I therefore rule that the transfer and trust involved in the Frank H. Beebe trust was testamentary in character, made in contemplation of death, and intended to take effect in possession or enjoyment after the death of the testator.
In view of the foregoing, it is unnecessary to consider either the retroactivity or the constitutionality of the amendments to section 302(c) of the Revenue Act of 1926 made in 1931 (46 Stat. 1516) or 1932 (26 U.S.C.A. § 411(c).
The Commissioner determined the net estate of the decedent to be $5,312,194.11. From this amount should be deducted the total value of trusts A, B, C, and D as set up in such determination. After this deduction has been made, the estate tax should then be computed in accordance with the schedule in force on the date of the decedent's death.
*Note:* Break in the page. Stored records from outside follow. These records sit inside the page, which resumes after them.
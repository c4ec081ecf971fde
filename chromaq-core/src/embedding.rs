//! Embedding vectors and the embedding function collaborator.

use serde::{Deserialize, Serialize};

use crate::error::{Error, Result};

/// A dense embedding vector.
///
/// Serialized as a plain JSON array of numbers, which is the form the
/// database accepts in `embeddings` and `query_embeddings`.
#[derive(Debug, Clone, PartialEq, Serialize, Deserialize)]
#[serde(transparent)]
pub struct Embedding {
    data: Vec<f32>,
}

impl Embedding {
    /// Creates an embedding from a slice of f32 values.
    ///
    /// # Example
    ///
    /// ```
    /// use chromaq_core::Embedding;
    ///
    /// let e = Embedding::new(&[1.0, 2.0, 3.0]);
    /// assert_eq!(e.dimension(), 3);
    /// ```
    #[inline]
    pub fn new(data: &[f32]) -> Self {
        Self {
            data: data.to_vec(),
        }
    }

    /// Creates an embedding from an owned `Vec<f32>`.
    #[inline]
    pub fn from_vec(data: Vec<f32>) -> Self {
        Self { data }
    }

    /// Returns the dimension (length) of the embedding.
    #[inline]
    pub fn dimension(&self) -> usize {
        self.data.len()
    }

    #[inline]
    pub fn as_slice(&self) -> &[f32] {
        &self.data
    }

    #[inline]
    pub fn is_empty(&self) -> bool {
        self.data.is_empty()
    }

    /// Canonical text form used for content addressing: `[1.0, 2.0, 3.0]`.
    ///
    /// Values use Rust's shortest round-trip `Debug` form, so `1e7` renders as
    /// `10000000.0` and only magnitudes from `1e16` switch to exponent form.
    /// Ids derived from it are stable across runs of this crate but are not
    /// guaranteed to match ids produced by clients in other languages.
    pub fn canonical_string(&self) -> String {
        format!("{:?}", self.data)
    }

    /// Consumes the embedding and returns the underlying data.
    #[inline]
    pub fn into_inner(self) -> Vec<f32> {
        self.data
    }
}

impl From<Vec<f32>> for Embedding {
    fn from(data: Vec<f32>) -> Self {
        Self::from_vec(data)
    }
}

impl From<&[f32]> for Embedding {
    fn from(data: &[f32]) -> Self {
        Self::new(data)
    }
}

impl<const N: usize> From<[f32; N]> for Embedding {
    fn from(data: [f32; N]) -> Self {
        Self::from_vec(data.to_vec())
    }
}

impl AsRef<[f32]> for Embedding {
    fn as_ref(&self) -> &[f32] {
        &self.data
    }
}

/// Turns texts into embeddings, one per text and in the same order.
///
/// Any `Fn(&[String]) -> Result<Vec<Embedding>>` is an embedding function,
/// which keeps tests free of model loading.
pub trait EmbeddingFunction {
    fn embed(&self, texts: &[String]) -> Result<Vec<Embedding>>;
}

impl<F> EmbeddingFunction for F
where
    F: Fn(&[String]) -> Result<Vec<Embedding>>,
{
    fn embed(&self, texts: &[String]) -> Result<Vec<Embedding>> {
        self(texts)
    }
}

/// Uses the caller's embeddings verbatim, otherwise embeds `texts`.
///
/// Nothing is embedded when both are empty, so a missing function is only
/// an error when there is actually text to embed.
pub(crate) fn resolve_embeddings(
    given: &[Embedding],
    texts: &[String],
    function: Option<&dyn EmbeddingFunction>,
) -> Result<Vec<Embedding>> {
    if !given.is_empty() {
        return Ok(given.to_vec());
    }
    if texts.is_empty() {
        return Ok(Vec::new());
    }
    let function = function.ok_or(Error::MissingEmbeddingFunction)?;
    function.embed(texts)
}

#[cfg(test)]
mod tests {
    use super::*;

    fn fake(texts: &[String]) -> Result<Vec<Embedding>> {
        Ok(texts
            .iter()
            .map(|t| Embedding::from_vec(vec![t.len() as f32]))
            .collect())
    }

    #[test]
    fn test_embedding_creation() {
        let e = Embedding::new(&[1.0, 2.0, 3.0]);
        assert_eq!(e.dimension(), 3);
        assert_eq!(e.as_slice(), &[1.0, 2.0, 3.0]);
        assert!(!e.is_empty());
    }

    #[test]
    fn test_canonical_string() {
        let e = Embedding::from([1.0, 2.0, 3.5]);
        assert_eq!(e.canonical_string(), "[1.0, 2.0, 3.5]");

        let e = Embedding::new(&[1e7, 0.5, 1e20]);
        assert_eq!(e.canonical_string(), "[10000000.0, 0.5, 1e20]");
    }

    #[test]
    fn test_serializes_as_array() {
        let e = Embedding::from(vec![1.0, 2.0]);
        assert_eq!(serde_json::to_string(&e).unwrap(), "[1.0,2.0]");
        let back: Embedding = serde_json::from_str("[1.0,2.0]").unwrap();
        assert_eq!(back, e);
    }

    #[test]
    fn test_resolve_prefers_given() {
        let given = vec![Embedding::from([9.0])];
        let texts = vec!["abc".to_string()];
        let out = resolve_embeddings(&given, &texts, Some(&fake)).unwrap();
        assert_eq!(out, given);
    }

    #[test]
    fn test_resolve_calls_function() {
        let texts = vec!["abc".to_string(), "a".to_string()];
        let out = resolve_embeddings(&[], &texts, Some(&fake)).unwrap();
        assert_eq!(out, vec![Embedding::from([3.0]), Embedding::from([1.0])]);
    }

    #[test]
    fn test_resolve_missing_function() {
        let texts = vec!["abc".to_string()];
        let err = resolve_embeddings(&[], &texts, None).unwrap_err();
        assert!(matches!(err, Error::MissingEmbeddingFunction));
    }

    #[test]
    fn test_resolve_nothing_to_embed() {
        assert!(resolve_embeddings(&[], &[], None).unwrap().is_empty());
    }
}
Judgment may be entered for the plaintiffs in the amount of the tax that has been assessed and paid over and above that resulting figure, with interest at the rate of 6 per cent. per annum from the date or dates of overpayment, if any, with costs. The computation of the actual judgment may be determined by agreement of counsel, or, if unable to agree, upon application by either party, the question will further be considered by the court.
The defendant's motion for judgment is denied.
*698 The plaintiffs' requests for rulings of law are allowed in so far as they are consistent with this opinion, and are denied in so far as they are inconsistent. The defendant's requests for rulings of law are allowed in so far as they are consistent with this opinion, and are denied in so far as they are inconsistent.